Zur Einführung des Anordnungsmodells

Briefe an die Redaktion
Ausgabe
2022/39
DOI:
https://doi.org/10.4414/saez.2022.21070
Schweiz Ärzteztg. 2022;103(39):24

Publiziert am 27.09.2022

Zur Einführung des Anordnungsmodells

Bringt der Wechsel vom Delegations- zum Anordnungsmodell Vorteile für die Versorgung der Patienten, für die Therapien, die Kosten und die betroffenen Psychologinnen, Psychotherapeuten sowie Psychiaterinnen?
Die erhöhte Anordnungs- und Antragsfrequenz erschwert den Zugang zu einer Therapie und erhöht die Patientenunsicherheit. Die Tendenz zu Kurztherapien und damit zu Psychopharmaka wird gefördert, während Langzeittherapien unattraktiv werden. Ob so mehr Therapien durchgeführt werden können, ist zu bezweifeln.

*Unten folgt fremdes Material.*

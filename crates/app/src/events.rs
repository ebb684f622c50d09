//! Band events and fan registrations.
//!
//! Registration is a check-and-insert under the registry's writer lock, so
//! concurrent sign-ups never push an event past its capacity.

use std::collections::BTreeSet;
use std::sync::Arc;

use bandconnect_messaging::{Clock, Signal, Subscription};
use serde::{Deserialize, Serialize};
use snafu::{OptionExt, Snafu, ensure};
use tokio::sync::Mutex;

#[derive(Debug, Clone, Copy, Default, PartialEq, Eq, Hash, Serialize, Deserialize)]
#[serde(rename_all = "SCREAMING_SNAKE_CASE")]
pub enum EventStatus {
    #[default]
    Upcoming,
    Ongoing,
    Completed,
    Cancelled,
}

#[derive(Debug, Clone, PartialEq, Eq, Serialize, Deserialize)]
pub struct Event {
    pub id: String,
    pub title: String,
    pub description: String,
    pub starts_at_unix_millis: u64,
    pub location: String,
    pub band_id: String,
    pub max_capacity: u32,
    pub image_url: Option<String>,
    pub status: EventStatus,
    pub registered_users: BTreeSet<String>,
    pub created_at_unix_millis: u64,
}

impl Event {
    pub fn current_registrations(&self) -> u32 {
        u32::try_from(self.registered_users.len()).unwrap_or(u32::MAX)
    }

    pub fn is_full(&self) -> bool {
        self.current_registrations() >= self.max_capacity
    }

    pub fn is_registered(&self, user_id: &str) -> bool {
        self.registered_users.contains(user_id)
    }
}

/// Input for [`EventRegistry::create_event`].
#[derive(Debug, Clone, PartialEq, Eq)]
pub struct NewEvent {
    pub title: String,
    pub description: String,
    pub starts_at_unix_millis: u64,
    pub location: String,
    pub band_id: String,
    pub max_capacity: u32,
    pub image_url: Option<String>,
}

#[derive(Debug, Snafu)]
#[snafu(visibility(pub(crate)))]
pub enum EventError {
    #[snafu(display("invalid event input on `{stage}`: {field} must not be blank"))]
    InvalidEvent {
        stage: &'static str,
        field: &'static str,
    },
    #[snafu(display("unknown event `{event_id}` on `{stage}`"))]
    UnknownEvent {
        stage: &'static str,
        event_id: String,
    },
    #[snafu(display("event `{event_id}` is full ({max_capacity} places)"))]
    EventFull { event_id: String, max_capacity: u32 },
}

pub struct EventRegistry {
    events: Signal<Vec<Event>>,
    writer: Mutex<()>,
    clock: Arc<dyn Clock>,
}

impl EventRegistry {
    pub fn new(clock: Arc<dyn Clock>, events: Vec<Event>) -> Self {
        Self {
            events: Signal::new(events),
            writer: Mutex::new(()),
            clock,
        }
    }

    pub fn events(&self) -> Arc<Vec<Event>> {
        self.events.get()
    }

    pub fn subscribe_events(&self) -> Subscription<Vec<Event>> {
        self.events.subscribe()
    }

    pub fn event_by_id(&self, event_id: &str) -> Option<Event> {
        self.events
            .get()
            .iter()
            .find(|event| event.id == event_id)
            .cloned()
    }

    /// Events hosted by one band member, soonest first.
    pub fn events_for_band(&self, band_id: &str) -> Vec<Event> {
        let mut hosted = self
            .events
            .get()
            .iter()
            .filter(|event| event.band_id == band_id)
            .cloned()
            .collect::<Vec<_>>();
        hosted.sort_by_key(|event| event.starts_at_unix_millis);
        hosted
    }

    pub async fn create_event(&self, input: NewEvent) -> Result<Event, EventError> {
        ensure!(
            !input.title.trim().is_empty(),
            InvalidEventSnafu {
                stage: "create-event",
                field: "title",
            }
        );
        ensure!(
            !input.band_id.trim().is_empty(),
            InvalidEventSnafu {
                stage: "create-event",
                field: "band_id",
            }
        );

        let _writer = self.writer.lock().await;

        let event = Event {
            id: uuid::Uuid::new_v4().to_string(),
            title: input.title.trim().to_string(),
            description: input.description,
            starts_at_unix_millis: input.starts_at_unix_millis,
            location: input.location,
            band_id: input.band_id,
            max_capacity: input.max_capacity,
            image_url: input.image_url,
            status: EventStatus::Upcoming,
            registered_users: BTreeSet::new(),
            created_at_unix_millis: self.clock.now_unix_millis(),
        };
        self.events.update(|events| events.push(event.clone()));

        tracing::debug!(event_id = %event.id, band_id = %event.band_id, "event created");
        Ok(event)
    }

    /// Registers `user_id` for an event. Registering again returns the event
    /// unchanged; a full event rejects new users.
    pub async fn register_for_event(
        &self,
        event_id: &str,
        user_id: &str,
    ) -> Result<Event, EventError> {
        ensure!(
            !user_id.trim().is_empty(),
            InvalidEventSnafu {
                stage: "register-for-event",
                field: "user_id",
            }
        );

        let _writer = self.writer.lock().await;

        let event = self.event_by_id(event_id).context(UnknownEventSnafu {
            stage: "register-for-event",
            event_id,
        })?;
        if event.is_registered(user_id) {
            return Ok(event);
        }
        ensure!(
            !event.is_full(),
            EventFullSnafu {
                event_id,
                max_capacity: event.max_capacity,
            }
        );

        let events = self.events.update(|events| {
            if let Some(event) = events.iter_mut().find(|event| event.id == event_id) {
                event.registered_users.insert(user_id.to_string());
            }
        });

        tracing::debug!(event_id, user_id, "registered for event");
        events
            .iter()
            .find(|event| event.id == event_id)
            .cloned()
            .context(UnknownEventSnafu {
                stage: "register-for-event",
                event_id,
            })
    }

    pub async fn update_event_status(
        &self,
        event_id: &str,
        status: EventStatus,
    ) -> Result<Event, EventError> {
        let _writer = self.writer.lock().await;

        let event = self.event_by_id(event_id).context(UnknownEventSnafu {
            stage: "update-event-status",
            event_id,
        })?;
        if event.status == status {
            return Ok(event);
        }

        self.events.update(|events| {
            if let Some(event) = events.iter_mut().find(|event| event.id == event_id) {
                event.status = status;
            }
        });

        tracing::debug!(event_id, ?status, "event status changed");
        Ok(Event { status, ..event })
    }
}

#[cfg(test)]
mod tests {
    use bandconnect_messaging::ManualClock;

    use super::*;

    fn registry() -> EventRegistry {
        EventRegistry::new(Arc::new(ManualClock::starting_at(5_000)), Vec::new())
    }

    fn gig(max_capacity: u32) -> NewEvent {
        NewEvent {
            title: "Basement show".to_string(),
            description: "Acoustic set".to_string(),
            starts_at_unix_millis: 9_000,
            location: "The Cavern".to_string(),
            band_id: "user1".to_string(),
            max_capacity,
            image_url: None,
        }
    }

    #[tokio::test]
    async fn registration_stops_at_capacity() {
        let registry = registry();
        let event = registry.create_event(gig(2)).await.expect("event");
        assert_eq!(event.created_at_unix_millis, 5_000);
        assert_eq!(event.status, EventStatus::Upcoming);

        registry
            .register_for_event(&event.id, "fan1")
            .await
            .expect("first seat");
        let full = registry
            .register_for_event(&event.id, "fan2")
            .await
            .expect("second seat");
        assert_eq!(full.current_registrations(), 2);
        assert!(full.is_full());

        let error = registry
            .register_for_event(&event.id, "fan3")
            .await
            .expect_err("no seats left");
        assert!(matches!(error, EventError::EventFull { max_capacity: 2, .. }));
        assert!(
            !registry
                .event_by_id(&event.id)
                .is_some_and(|event| event.is_registered("fan3"))
        );
    }

    #[tokio::test]
    async fn repeat_registration_is_a_no_op() {
        let registry = registry();
        let event = registry.create_event(gig(1)).await.expect("event");
        registry
            .register_for_event(&event.id, "fan1")
            .await
            .expect("seat");

        let mut updates = registry.subscribe_events();
        let _ = updates.recv().await;
        let again = registry
            .register_for_event(&event.id, "fan1")
            .await
            .expect("already registered on a full event");
        assert_eq!(again.current_registrations(), 1);
        assert!(updates.try_recv().is_none());
    }

    #[tokio::test(flavor = "multi_thread", worker_threads = 4)]
    async fn concurrent_registrations_never_overbook() {
        let registry = Arc::new(registry());
        let event = registry.create_event(gig(5)).await.expect("event");

        let mut handles = Vec::new();
        for index in 0..20 {
            let registry = Arc::clone(&registry);
            let event_id = event.id.clone();
            handles.push(tokio::spawn(async move {
                registry
                    .register_for_event(&event_id, &format!("fan{index}"))
                    .await
                    .is_ok()
            }));
        }
        let mut accepted = 0;
        for handle in handles {
            if handle.await.expect("task joins") {
                accepted += 1;
            }
        }

        assert_eq!(accepted, 5);
        assert_eq!(
            registry
                .event_by_id(&event.id)
                .map(|event| event.current_registrations()),
            Some(5)
        );
    }

    #[tokio::test]
    async fn unknown_and_blank_inputs_are_rejected() {
        let registry = registry();
        let error = registry
            .register_for_event("missing", "fan1")
            .await
            .expect_err("unknown event");
        assert!(matches!(error, EventError::UnknownEvent { .. }));

        let mut untitled = gig(10);
        untitled.title = "  ".to_string();
        let error = registry
            .create_event(untitled)
            .await
            .expect_err("blank title");
        assert!(matches!(error, EventError::InvalidEvent { field: "title", .. }));

        let error = registry
            .update_event_status("missing", EventStatus::Cancelled)
            .await
            .expect_err("unknown event");
        assert!(matches!(error, EventError::UnknownEvent { .. }));
        assert!(registry.events().is_empty());
    }

    #[tokio::test]
    async fn status_changes_and_band_listing() {
        let registry = registry();
        let later = registry.create_event(gig(10)).await.expect("event");
        let mut earlier_input = gig(10);
        earlier_input.starts_at_unix_millis = 7_000;
        let earlier = registry.create_event(earlier_input).await.expect("event");
        let mut elsewhere = gig(10);
        elsewhere.band_id = "user2".to_string();
        registry.create_event(elsewhere).await.expect("event");

        let ids = registry
            .events_for_band("user1")
            .into_iter()
            .map(|event| event.id)
            .collect::<Vec<_>>();
        assert_eq!(ids, vec![earlier.id.clone(), later.id.clone()]);

        let cancelled = registry
            .update_event_status(&later.id, EventStatus::Cancelled)
            .await
            .expect("status update");
        assert_eq!(cancelled.status, EventStatus::Cancelled);
        assert_eq!(
            registry.event_by_id(&later.id).map(|event| event.status),
            Some(EventStatus::Cancelled)
        );
    }
}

Seitens der Psychiater dürften es sogar weniger werden.
Der Tarif wird voraussichtlich um 150.–/Std. statt wie bisher rund 120.–/Std. betragen. Dazu kommen eine Mengenausweitung auf bisher nicht abrechenbare Positionen und die Mehrleistungen der Psychiater. Die Gesamtkosten werden voraussichtlich also ansteigen.
Die Psychologinnen bleiben von Psychiater abhängig, und ihre therapeutische Freiheit wird noch mehr eingeschränkt. Zudem dürften die Mehreinnahmen die Fixkosten für die Selbständigkeit kaum aufwiegen. Sieht so eine Besserstellung aus?
Psychologinnen in Weiterbildung bzw. ohne Berufsausübungsbewilligung dürfen nur noch in autorisierten Zentren arbeiten, was einerseits zu erhöhter Arbeitslosigkeit führen, andererseits das Therapieangebot zusätzlich reduzieren dürfte. Psychotherapeuten mit verschiedenem gesundheits- und sozialberuflichem Hintergrund, die mit Zusatzausbildungen bisher delegiert arbeiten durften, wird die Berufsausübung künftig verunmöglicht. Zumindest diese beiden Gruppen sollten weiterhin im Delegationsmodus arbeiten dürfen.
Und schliesslich wird den Psychiaterinnen neben Beurteilung und Kontrolle ein schlecht honorierter administrativer Mehraufwand aufgebürdet, der zu einer Reduktion ihrer eigenen therapeutischen Tätigkeit führen wird.
Die Eingangsfrage muss also verneint werden: Das Anordnungsmodell bringt kaum Vor-, dafür umso mehr Nachteile. Statt die Durchführung von Therapien allen verfügbaren Kräften weiterhin zu ermöglichen, schränkt es vielmehr den Zugang dazu ein. Es erstaunt deshalb, dass die an der Ausarbeitung beteiligten Berufsverbände zu einem derartigen Fehlkonstrukt beitragen konnten.